Resuscitative laparotomy may be performed at the bedside in the intensive care unit for those patients with respiratory or cardiovascular instability rendering them unable transport to the operating room. In general, escalating vasopressor requirements or high levels of ventilatory support with high fraction of inhaled oxygen or high levels of positive end-expiratory pressure preclude safe transport to the operating room. Procedures which may be performed at the bedside include decompressive laparotomy for abdominal compartment syndrome, washout and fascial closure, exploration for suspected intra-abdominal sepsis, perforation, or ischemia, and exploration for hemorrhage, although the latter should be performed with extreme caution. Patients who are not in extremis should be brought to the operating room for the safety, sterility, and added resources it provides.

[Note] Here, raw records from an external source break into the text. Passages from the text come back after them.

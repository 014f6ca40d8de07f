use std::collections::{HashMap, VecDeque};
use std::time::Duration;

use rumqttc::{
    AsyncClient, Event, EventLoop, Incoming, MqttOptions, Outgoing, QoS, SubscribeReasonCode,
};
use serde::Deserialize;
use tokio::sync::mpsc;
use tracing::{debug, error, info, warn};

use super::{Face, FaceError};
use crate::config::BrokerConfig;
use crate::name::Name;
use crate::packet::{Data, DEFAULT_INTEREST_LIFETIME, Interest};

/// Optional JSON body of an interest publish.
#[derive(Debug, Default, Deserialize)]
struct InterestParams {
    lifetime_ms: Option<u64>,
}

fn interest_topic(topic_prefix: &str, name: &Name) -> String {
    format!("{}/interest{}", topic_prefix, name.to_uri())
}

fn data_topic(topic_prefix: &str, name: &Name) -> String {
    format!("{}/data{}", topic_prefix, name.to_uri())
}

/// Topic filter that delivers every interest under `prefix`.
fn registration_filter(topic_prefix: &str, prefix: &Name) -> Result<String, FaceError> {
    if prefix
        .components()
        .iter()
        .any(|c| c.contains(['+', '#']))
    {
        return Err(FaceError::InvalidPrefix(prefix.clone()));
    }
    if prefix.is_empty() {
        return Ok(format!("{}/interest/#", topic_prefix));
    }
    Ok(format!("{}/#", interest_topic(topic_prefix, prefix)))
}

/// Recover the prefix URI a registration filter was built from.
fn filter_prefix<'a>(topic_prefix: &str, filter: &'a str) -> &'a str {
    filter
        .strip_prefix(topic_prefix)
        .and_then(|rest| rest.strip_prefix("/interest"))
        .and_then(|rest| rest.strip_suffix("/#"))
        .unwrap_or(filter)
}

/// Parse an incoming publish into an interest.
/// Expected topic: {prefix}/interest/{name...}
fn parse_interest(topic_prefix: &str, topic: &str, payload: &[u8]) -> Option<Interest> {
    let uri = topic.strip_prefix(topic_prefix)?.strip_prefix("/interest")?;
    if !uri.starts_with('/') {
        return None;
    }

    let params = if payload.iter().all(u8::is_ascii_whitespace) {
        InterestParams::default()
    } else {
        match serde_json::from_slice::<InterestParams>(payload) {
            Ok(p) => p,
            Err(e) => {
                warn!("Ignoring interest {} with bad parameters: {}", uri, e);
                return None;
            }
        }
    };

    let lifetime = params
        .lifetime_ms
        .map(Duration::from_millis)
        .unwrap_or(DEFAULT_INTEREST_LIFETIME);
    Some(Interest::new(uri).with_lifetime(lifetime))
}

/// Registered filters and whether the broker session is up.
///
/// Filters are subscribed on every ConnAck; a registration made while
/// disconnected waits for the next ConnAck instead of subscribing twice.
#[derive(Debug, Default)]
struct Registrations {
    filters: Vec<String>,
    connected: bool,
}

impl Registrations {
    /// Record a filter; returns it if it should be subscribed right away.
    fn add(&mut self, filter: String) -> Option<String> {
        self.filters.push(filter.clone());
        self.connected.then_some(filter)
    }

    /// Session (re)established: everything registered so far must be subscribed.
    fn connected(&mut self) -> Vec<String> {
        self.connected = true;
        self.filters.clone()
    }

    fn disconnected(&mut self) {
        self.connected = false;
    }
}

/// Producer-side handle of a face carried over an MQTT broker.
///
/// All methods are non-blocking; network I/O happens in [`FaceEventLoop`].
pub struct MqttFace {
    client: AsyncClient,
    topic_prefix: String,
    interests: mpsc::Receiver<Interest>,
    registrations: mpsc::UnboundedSender<String>,
}

/// Background half of an [`MqttFace`]: drives the broker connection.
pub struct FaceEventLoop {
    client: AsyncClient,
    eventloop: EventLoop,
    topic_prefix: String,
    interest_tx: mpsc::Sender<Interest>,
    registrations: mpsc::UnboundedReceiver<String>,
    registered: Registrations,
    /// Filters sent to the client but not yet assigned a packet id.
    unsent: VecDeque<String>,
    in_flight: HashMap<u16, String>,
}

impl MqttFace {
    pub fn connect(config: &BrokerConfig) -> (Self, FaceEventLoop) {
        let mut mqttopts = MqttOptions::new(&config.client_id, &config.host, config.port);
        mqttopts.set_keep_alive(Duration::from_secs(30));

        if let (Some(user), Some(pass)) = (&config.username, &config.password) {
            mqttopts.set_credentials(user, pass);
        }

        let (client, eventloop) = AsyncClient::new(mqttopts, 100);
        let (interest_tx, interest_rx) = mpsc::channel(100);
        let (reg_tx, reg_rx) = mpsc::unbounded_channel();

        let face = Self {
            client: client.clone(),
            topic_prefix: config.topic_prefix.clone(),
            interests: interest_rx,
            registrations: reg_tx,
        };
        let event_loop = FaceEventLoop {
            client,
            eventloop,
            topic_prefix: config.topic_prefix.clone(),
            interest_tx,
            registrations: reg_rx,
            registered: Registrations::default(),
            unsent: VecDeque::new(),
            in_flight: HashMap::new(),
        };
        (face, event_loop)
    }
}

impl Face for MqttFace {
    fn register_prefix(&mut self, prefix: &Name) -> Result<(), FaceError> {
        let filter = registration_filter(&self.topic_prefix, prefix)?;
        self.registrations
            .send(filter)
            .map_err(|_| FaceError::Closed)
    }

    fn put_data(&mut self, data: &Data) -> Result<(), FaceError> {
        let payload = serde_json::to_vec(data)?;
        let topic = data_topic(&self.topic_prefix, &data.name);
        self.client
            .try_publish(topic, QoS::AtLeastOnce, false, payload)
            .map_err(|e| FaceError::Transport(e.to_string()))
    }

    fn next_interest(&mut self) -> Option<Interest> {
        self.interests.try_recv().ok()
    }
}

impl FaceEventLoop {
    /// Run the broker event loop. Re-registers every prefix on each connect,
    /// forwards interests to the producer, and reconnects after errors.
    pub async fn run(mut self) {
        loop {
            tokio::select! {
                event = self.eventloop.poll() => {
                    match event {
                        Ok(Event::Incoming(Incoming::ConnAck(_))) => {
                            info!("Connected to broker");
                            for filter in self.registered.connected() {
                                self.subscribe(filter).await;
                            }
                        }
                        Ok(Event::Incoming(Incoming::Publish(publish))) => {
                            let Some(interest) =
                                parse_interest(&self.topic_prefix, &publish.topic, &publish.payload)
                            else {
                                debug!("Ignoring publish on {}", publish.topic);
                                continue;
                            };
                            if self.interest_tx.send(interest).await.is_err() {
                                warn!("Interest channel closed, stopping face");
                                return;
                            }
                        }
                        Ok(Event::Outgoing(Outgoing::Subscribe(pkid))) => {
                            if let Some(filter) = self.unsent.pop_front() {
                                self.in_flight.insert(pkid, filter);
                            }
                        }
                        Ok(Event::Incoming(Incoming::SubAck(ack))) => {
                            let filter = self.in_flight.remove(&ack.pkid);
                            let rejected = ack
                                .return_codes
                                .iter()
                                .any(|c| matches!(c, SubscribeReasonCode::Failure));
                            if let Some(filter) = filter {
                                let prefix = filter_prefix(&self.topic_prefix, &filter);
                                if rejected {
                                    error!("Failed to register prefix {}", prefix);
                                } else {
                                    info!("Registered prefix {}", prefix);
                                }
                            }
                        }
                        Ok(_) => {}
                        Err(e) => {
                            error!("Broker connection error: {}. Reconnecting...", e);
                            self.registered.disconnected();
                            self.unsent.clear();
                            self.in_flight.clear();
                            tokio::time::sleep(Duration::from_secs(5)).await;
                        }
                    }
                }
                Some(filter) = self.registrations.recv() => {
                    if let Some(filter) = self.registered.add(filter) {
                        self.subscribe(filter).await;
                    }
                }
            }
        }
    }

    async fn subscribe(&mut self, filter: String) {
        match self.client.subscribe(&filter, QoS::AtLeastOnce).await {
            Ok(()) => self.unsent.push_back(filter),
            Err(e) => error!("Failed to subscribe to {}: {}", filter, e),
        }
    }
}
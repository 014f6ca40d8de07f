use std::env;
use std::time::Duration;

use crate::name::Name;

/// Prefix under which requests are accepted.
pub const ROOT_PREFIX: &str = "/thisRoom/pi";
/// How long an access code stays valid.
pub const ROTATION_INTERVAL: Duration = Duration::from_secs(30);
/// Delay between iterations of the main loop.
pub const POLL_INTERVAL: Duration = Duration::from_millis(500);
/// BCM line numbers of outputs 1, 2 and 3.
pub const OUTPUT_PINS: [u8; 3] = [2, 3, 4];

#[derive(Debug, Clone)]
pub struct Config {
    pub broker: BrokerConfig,
    /// Identity used to sign responses.
    pub identity: Name,
}

#[derive(Debug, Clone)]
pub struct BrokerConfig {
    pub host: String,
    pub port: u16,
    pub username: Option<String>,
    pub password: Option<String>,
    pub client_id: String,
    pub topic_prefix: String,
}

fn env_optional(key: &str) -> Option<String> {
    env::var(key).ok().filter(|v| !v.is_empty())
}

fn env_or_default<T: std::str::FromStr>(key: &str, default: T) -> T {
    env::var(key)
        .ok()
        .and_then(|v| v.parse().ok())
        .unwrap_or(default)
}

impl Config {
    pub fn from_env() -> Result<Self, String> {
        let config = Self {
            broker: BrokerConfig {
                host: env_or_default("NDN_BROKER_HOST", "localhost".to_string()),
                port: env_or_default("NDN_BROKER_PORT", 1883),
                username: env_optional("NDN_USERNAME"),
                password: env_optional("NDN_PASSWORD"),
                client_id: env_or_default("NDN_CLIENT_ID", "led-responder".to_string()),
                topic_prefix: env_or_default("NDN_TOPIC_PREFIX", "ndn".to_string()),
            },
            identity: Name::from_uri(&env_or_default(
                "NDN_IDENTITY",
                "/thisRoom/identity".to_string(),
            )),
        };
        config.validate()?;
        Ok(config)
    }

    fn validate(&self) -> Result<(), String> {
        if self.broker.host.is_empty() {
            return Err("NDN_BROKER_HOST must not be empty".into());
        }
        if self.broker.port == 0 {
            return Err("NDN_BROKER_PORT must be > 0".into());
        }
        if self.broker.topic_prefix.is_empty()
            || self.broker.topic_prefix.contains(['+', '#'])
        {
            return Err("NDN_TOPIC_PREFIX must be a non-empty topic without wildcards".into());
        }
        if self.broker.username.is_some() != self.broker.password.is_some() {
            return Err("NDN_USERNAME and NDN_PASSWORD must be set together".into());
        }
        if self.identity.is_empty() {
            return Err("NDN_IDENTITY must not be empty".into());
        }
        Ok(())
    }

    pub fn root_prefix(&self) -> Name {
        Name::from_uri(ROOT_PREFIX)
    }
}
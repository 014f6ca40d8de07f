use tracing::{info, warn};

use crate::access_code::AccessCodeManager;
use crate::face::InterestHandler;
use crate::name::{Name, parse_request};
use crate::outputs::{OutputController, OutputDriver};
use crate::packet::{Data, Interest};
use crate::security::KeyChain;

pub const INVALID_OUTPUT: &str = "Invalid LED";

/// Authorizes LED requests and answers them with signed data.
pub struct Dispatcher<D: OutputDriver> {
    root: Name,
    codes: AccessCodeManager,
    outputs: OutputController<D>,
    keychain: KeyChain,
}

impl<D: OutputDriver> Dispatcher<D> {
    pub fn new(
        root: Name,
        codes: AccessCodeManager,
        outputs: OutputController<D>,
        keychain: KeyChain,
    ) -> Self {
        Self {
            root,
            codes,
            outputs,
            keychain,
        }
    }

    pub fn root(&self) -> &Name {
        &self.root
    }

    pub fn access_codes(&self) -> &AccessCodeManager {
        &self.codes
    }

    pub fn access_codes_mut(&mut self) -> &mut AccessCodeManager {
        &mut self.codes
    }

    pub fn outputs(&self) -> &OutputController<D> {
        &self.outputs
    }

    pub fn keychain(&self) -> &KeyChain {
        &self.keychain
    }

    /// Handle one interest. `None` means the requester gets no answer.
    ///
    /// Malformed names and wrong access codes are dropped without a reply so
    /// that probing reveals nothing. The requested action is not consulted:
    /// every authorized request toggles its output.
    pub fn handle(&mut self, interest: &Interest) -> Option<Data> {
        info!("Received interest: {}", interest.name);

        let request = match parse_request(&interest.name, &self.root) {
            Ok(r) => r,
            Err(e) => {
                info!(" |- Invalid name! ({})", e);
                return None;
            }
        };

        info!(
            " |- Access Code: {}, Service: LED #{}, Action: {}",
            request.access_code, request.output, request.action
        );

        if !self.codes.matches(&request.access_code) {
            warn!(" |- Wrong access code, dropping");
            return None;
        }

        let content = match parse_output_id(&request.output).and_then(|id| {
            self.outputs.toggle(id).map(|on| (id, on))
        }) {
            Some((id, on)) => format!("LED #{} is now {}", id, if on { "on" } else { "off" }),
            None => INVALID_OUTPUT.to_string(),
        };
        info!(" |- {}", content);

        let mut response = Data::new(interest.name.clone(), content);
        response.freshness_period = interest.lifetime;

        if let Err(e) = self.keychain.sign(&mut response) {
            warn!(" |- Failed to sign response: {}", e);
            return None;
        }
        Some(response)
    }
}

impl<D: OutputDriver> InterestHandler for Dispatcher<D> {
    fn on_interest(&mut self, interest: &Interest) -> Option<Data> {
        self.handle(interest)
    }
}

/// Only canonical decimal forms name an output: "01" does not mean 1.
fn parse_output_id(digits: &str) -> Option<u32> {
    let id: u32 = digits.parse().ok()?;
    (id.to_string() == digits).then_some(id)
}
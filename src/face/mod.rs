pub mod mqtt;

use thiserror::Error;
use tracing::{info, warn};

use crate::name::Name;
use crate::packet::{Data, Interest};

/// Upper bound on interests handled per [`Face::process_events`] call, so a
/// busy face cannot starve the rest of the main loop.
pub const MAX_INTERESTS_PER_TICK: usize = 100;

#[derive(Debug, Error)]
pub enum FaceError {
    #[error("prefix {0} cannot be registered on this face")]
    InvalidPrefix(Name),
    #[error("failed to encode data: {0}")]
    Encode(#[from] serde_json::Error),
    #[error("transport error: {0}")]
    Transport(String),
    #[error("face is closed")]
    Closed,
}

/// Called synchronously for each interest delivered by a [`Face`].
///
/// Returning `Some(data)` asks the face to send it; `None` leaves the
/// requester to time out.
pub trait InterestHandler {
    fn on_interest(&mut self, interest: &Interest) -> Option<Data>;
}

impl<F> InterestHandler for F
where
    F: FnMut(&Interest) -> Option<Data>,
{
    fn on_interest(&mut self, interest: &Interest) -> Option<Data> {
        self(interest)
    }
}

pub trait Face {
    /// Ask the transport to deliver interests under `prefix`.
    fn register_prefix(&mut self, prefix: &Name) -> Result<(), FaceError>;

    fn put_data(&mut self, data: &Data) -> Result<(), FaceError>;

    /// Take the next interest that has already arrived, without waiting.
    fn next_interest(&mut self) -> Option<Interest>;

    /// Feed pending interests through `handler` and send its answers, at most
    /// [`MAX_INTERESTS_PER_TICK`] per call; the rest wait for the next call.
    ///
    /// Send failures are logged; the interest is lost. Returns the number of
    /// interests handled.
    fn process_events(&mut self, handler: &mut dyn InterestHandler) -> usize {
        let mut handled = 0;
        while handled < MAX_INTERESTS_PER_TICK {
            let Some(interest) = self.next_interest() else {
                break;
            };
            handled += 1;
            let Some(data) = handler.on_interest(&interest) else {
                continue;
            };
            match self.put_data(&data) {
                Ok(()) => info!(" |- Sent response!"),
                Err(e) => warn!(" |- Failed to send response for {}: {}", data.name, e),
            }
        }
        handled
    }
}

#[cfg(test)]
mod tests {
    use std::collections::VecDeque;

    use super::*;

    #[derive(Default)]
    struct QueueFace {
        pending: VecDeque<Interest>,
        sent: Vec<Data>,
        fail_sends: bool,
    }

    impl Face for QueueFace {
        fn register_prefix(&mut self, _prefix: &Name) -> Result<(), FaceError> {
            Ok(())
        }

        fn put_data(&mut self, data: &Data) -> Result<(), FaceError> {
            if self.fail_sends {
                return Err(FaceError::Closed);
            }
            self.sent.push(data.clone());
            Ok(())
        }

        fn next_interest(&mut self) -> Option<Interest> {
            self.pending.pop_front()
        }
    }

    #[test]
    fn drains_everything_and_sends_only_answers() {
        let mut face = QueueFace::default();
        face.pending.push_back(Interest::new("/a/yes"));
        face.pending.push_back(Interest::new("/a/no"));
        face.pending.push_back(Interest::new("/a/yes/again"));

        let mut handler = |i: &Interest| {
            (i.name.components()[1] == "yes").then(|| Data::new(i.name.clone(), "ok"))
        };
        assert_eq!(face.process_events(&mut handler), 3);
        assert_eq!(face.sent.len(), 2);
        assert!(face.pending.is_empty());
        assert_eq!(face.process_events(&mut handler), 0);
    }

    #[test]
    fn drain_is_bounded_per_call() {
        let mut face = QueueFace::default();
        for i in 0..MAX_INTERESTS_PER_TICK + 50 {
            face.pending.push_back(Interest::new(format!("/a/{}", i)));
        }
        let mut handler = |_: &Interest| -> Option<Data> { None };
        assert_eq!(face.process_events(&mut handler), MAX_INTERESTS_PER_TICK);
        assert_eq!(face.pending.len(), 50);
        assert_eq!(face.process_events(&mut handler), 50);
    }

    #[test]
    fn send_failures_do_not_stop_draining() {
        let mut face = QueueFace {
            fail_sends: true,
            ..Default::default()
        };
        face.pending.push_back(Interest::new("/a"));
        face.pending.push_back(Interest::new("/b"));
        let mut handler = |i: &Interest| Some(Data::new(i.name.clone(), "ok"));
        assert_eq!(face.process_events(&mut handler), 2);
        assert!(face.sent.is_empty());
    }
}
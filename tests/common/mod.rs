//! Test doubles shared by the integration tests.

#![allow(dead_code)]

use std::collections::VecDeque;
use std::time::Instant;

use led_responder::access_code::AccessCodeManager;
use led_responder::dispatcher::Dispatcher;
use led_responder::face::{Face, FaceError};
use led_responder::name::Name;
use led_responder::outputs::{OutputController, OutputDriver, OutputId};
use led_responder::packet::{Data, Interest};
use led_responder::security::KeyChain;

/// Records every line write instead of touching hardware.
#[derive(Debug, Default)]
pub struct RecordingDriver {
    pub writes: Vec<(u8, bool)>,
}

impl OutputDriver for RecordingDriver {
    fn write(&mut self, id: OutputId, on: bool) {
        self.writes.push((id.get(), on));
    }
}

/// A face fed from a queue, capturing whatever gets sent back.
#[derive(Default)]
pub struct ScriptedFace {
    pub pending: VecDeque<Interest>,
    pub sent: Vec<Data>,
    pub registered: Vec<Name>,
    pub fail_sends: bool,
}

impl ScriptedFace {
    pub fn express(&mut self, uri: &str) {
        self.pending.push_back(Interest::new(uri));
    }

    pub fn contents(&self) -> Vec<&str> {
        self.sent.iter().map(|d| d.content.as_str()).collect()
    }
}

impl Face for ScriptedFace {
    fn register_prefix(&mut self, prefix: &Name) -> Result<(), FaceError> {
        self.registered.push(prefix.clone());
        Ok(())
    }

    fn put_data(&mut self, data: &Data) -> Result<(), FaceError> {
        if self.fail_sends {
            return Err(FaceError::Transport("broker unreachable".into()));
        }
        self.sent.push(data.clone());
        Ok(())
    }

    fn next_interest(&mut self) -> Option<Interest> {
        self.pending.pop_front()
    }
}

pub fn dispatcher_with_code(code: &str, now: Instant) -> Dispatcher<RecordingDriver> {
    Dispatcher::new(
        Name::from_uri("/thisRoom/pi"),
        AccessCodeManager::with_code(code, now),
        OutputController::new(RecordingDriver::default()),
        KeyChain::build(Name::from_uri("/thisRoom/identity")).unwrap(),
    )
}
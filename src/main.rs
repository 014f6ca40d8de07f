use std::time::Instant;

use tracing::{error, info};

use led_responder::access_code::AccessCodeManager;
use led_responder::app::App;
use led_responder::config::{self, Config};
use led_responder::dispatcher::Dispatcher;
use led_responder::face::Face;
use led_responder::face::mqtt::MqttFace;
use led_responder::outputs::OutputController;
use led_responder::security::KeyChain;

fn fatal(msg: impl std::fmt::Display) -> ! {
    error!("{}", msg);
    std::process::exit(1);
}

#[cfg(feature = "rpi")]
fn output_driver() -> led_responder::outputs::gpio::GpioDriver {
    match led_responder::outputs::gpio::GpioDriver::new(config::OUTPUT_PINS) {
        Ok(d) => d,
        Err(e) => fatal(e),
    }
}

#[cfg(not(feature = "rpi"))]
fn output_driver() -> led_responder::outputs::MemoryDriver {
    info!(
        "Built without the rpi feature; BCM {:?} are simulated in memory",
        config::OUTPUT_PINS
    );
    led_responder::outputs::MemoryDriver::new()
}

#[tokio::main]
async fn main() {
    tracing_subscriber::fmt()
        .with_env_filter(
            tracing_subscriber::EnvFilter::try_from_default_env()
                .unwrap_or_else(|_| tracing_subscriber::EnvFilter::new("info")),
        )
        .init();

    let config = match Config::from_env() {
        Ok(c) => c,
        Err(e) => fatal(format!("Configuration error: {}", e)),
    };

    info!(
        "Starting led-responder (broker={}:{}, prefix={}, identity={})",
        config.broker.host,
        config.broker.port,
        config::ROOT_PREFIX,
        config.identity,
    );

    let outputs = OutputController::new(output_driver());

    let keychain = match KeyChain::build(config.identity.clone()) {
        Ok(k) => k,
        Err(e) => fatal(format!("Failed to create signing identity: {}", e)),
    };
    info!("Signing with {}", keychain.default_certificate_name());

    let (mut face, event_loop) = MqttFace::connect(&config.broker);
    let face_handle = tokio::spawn(event_loop.run());

    let root = config.root_prefix();
    if let Err(e) = face.register_prefix(&root) {
        fatal(format!("Failed to register prefix {}: {}", root, e));
    }

    let codes = AccessCodeManager::new(Instant::now());
    let dispatcher = Dispatcher::new(root, codes, outputs, keychain);

    App::new(face, dispatcher).run().await;

    face_handle.abort();
}
use std::time::Duration;

use serde::{Deserialize, Serialize};

use crate::name::Name;

/// Lifetime assumed when a requester does not supply one.
pub const DEFAULT_INTEREST_LIFETIME: Duration = Duration::from_millis(4000);

/// A request for a named piece of data.
#[derive(Debug, Clone, PartialEq, Eq)]
pub struct Interest {
    pub name: Name,
    pub lifetime: Duration,
}

impl Interest {
    pub fn new(name: impl Into<Name>) -> Self {
        Self {
            name: name.into(),
            lifetime: DEFAULT_INTEREST_LIFETIME,
        }
    }

    pub fn with_lifetime(mut self, lifetime: Duration) -> Self {
        self.lifetime = lifetime;
        self
    }
}

#[derive(Debug, Clone, PartialEq, Eq, Serialize, Deserialize)]
pub struct Signature {
    pub key_locator: Name,
    /// Hex-encoded Ed25519 signature over [`Data::signed_portion`].
    pub value: String,
}

/// A named, freshness-bounded response.
#[derive(Debug, Clone, PartialEq, Eq, Serialize, Deserialize)]
pub struct Data {
    pub name: Name,
    pub content: String,
    #[serde(rename = "freshness_ms", with = "millis")]
    pub freshness_period: Duration,
    #[serde(default, skip_serializing_if = "Option::is_none")]
    pub signature: Option<Signature>,
}

#[derive(Serialize)]
struct SignedPortion<'a> {
    name: &'a Name,
    content: &'a str,
    freshness_ms: u64,
    key_locator: &'a Name,
}

impl Data {
    pub fn new(name: Name, content: impl Into<String>) -> Self {
        Self {
            name,
            content: content.into(),
            freshness_period: Duration::ZERO,
            signature: None,
        }
    }

    /// Canonical bytes covered by a signature from `key_locator`.
    pub fn signed_portion(&self, key_locator: &Name) -> serde_json::Result<Vec<u8>> {
        serde_json::to_vec(&SignedPortion {
            name: &self.name,
            content: &self.content,
            freshness_ms: millis::as_u64(self.freshness_period),
            key_locator,
        })
    }
}

mod millis {
    use std::time::Duration;

    use serde::{Deserialize, Deserializer, Serializer};

    pub fn as_u64(d: Duration) -> u64 {
        u64::try_from(d.as_millis()).unwrap_or(u64::MAX)
    }

    pub fn serialize<S: Serializer>(d: &Duration, s: S) -> Result<S::Ok, S::Error> {
        s.serialize_u64(as_u64(*d))
    }

    pub fn deserialize<'de, D: Deserializer<'de>>(d: D) -> Result<Duration, D::Error> {
        u64::deserialize(d).map(Duration::from_millis)
    }
}
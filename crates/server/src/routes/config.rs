use axum::{Json, extract::State, response::Json as ResponseJson};
use services::services::config::{Config, save_config_to_file};
use utils::assets::config_path;
use utils::response::ApiResponse;

use crate::{AppState, error::ApiError};

pub async fn get_config(
    State(state): State<AppState>,
) -> Result<ResponseJson<ApiResponse<Config>>, ApiError> {
    let config = state.config().read().await.clone();
    Ok(ResponseJson(ApiResponse::success(config)))
}

/// Replaces the config and persists it. The watch rhythm and session TTL
/// apply to new requests immediately; webhook and upload settings are
/// captured by their services at startup and need a restart.
pub async fn update_config(
    State(state): State<AppState>,
    Json(payload): Json<Config>,
) -> Result<ResponseJson<ApiResponse<Config>>, ApiError> {
    save_config_to_file(&payload, &config_path()).await?;
    let mut config = state.config().write().await;
    *config = payload;
    tracing::info!("Configuration updated");
    Ok(ResponseJson(ApiResponse::success(config.clone())))
}
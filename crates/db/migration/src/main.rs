use sea_orm_migration::prelude::*;

#[tokio::main]
async fn main() {
    cli::run_cli(db_migration::Migrator).await;
}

Willingness from the surgeon, anesthesia, and nursing staff is essential for success of the bedside laparotomy. A portable electrocautery and suction should be arranged. Drawbacks to bedside surgery include suboptimal sterility and lighting, lack of access to instrument trays and trained operating room staff, and the challenge of operating over a larger bed with less space. Despite these disadvantages and high associated mortality, resuscitative laparotomy at the bedside can be the best option to perform a potentially lifesaving operation for a critically ill trauma patient.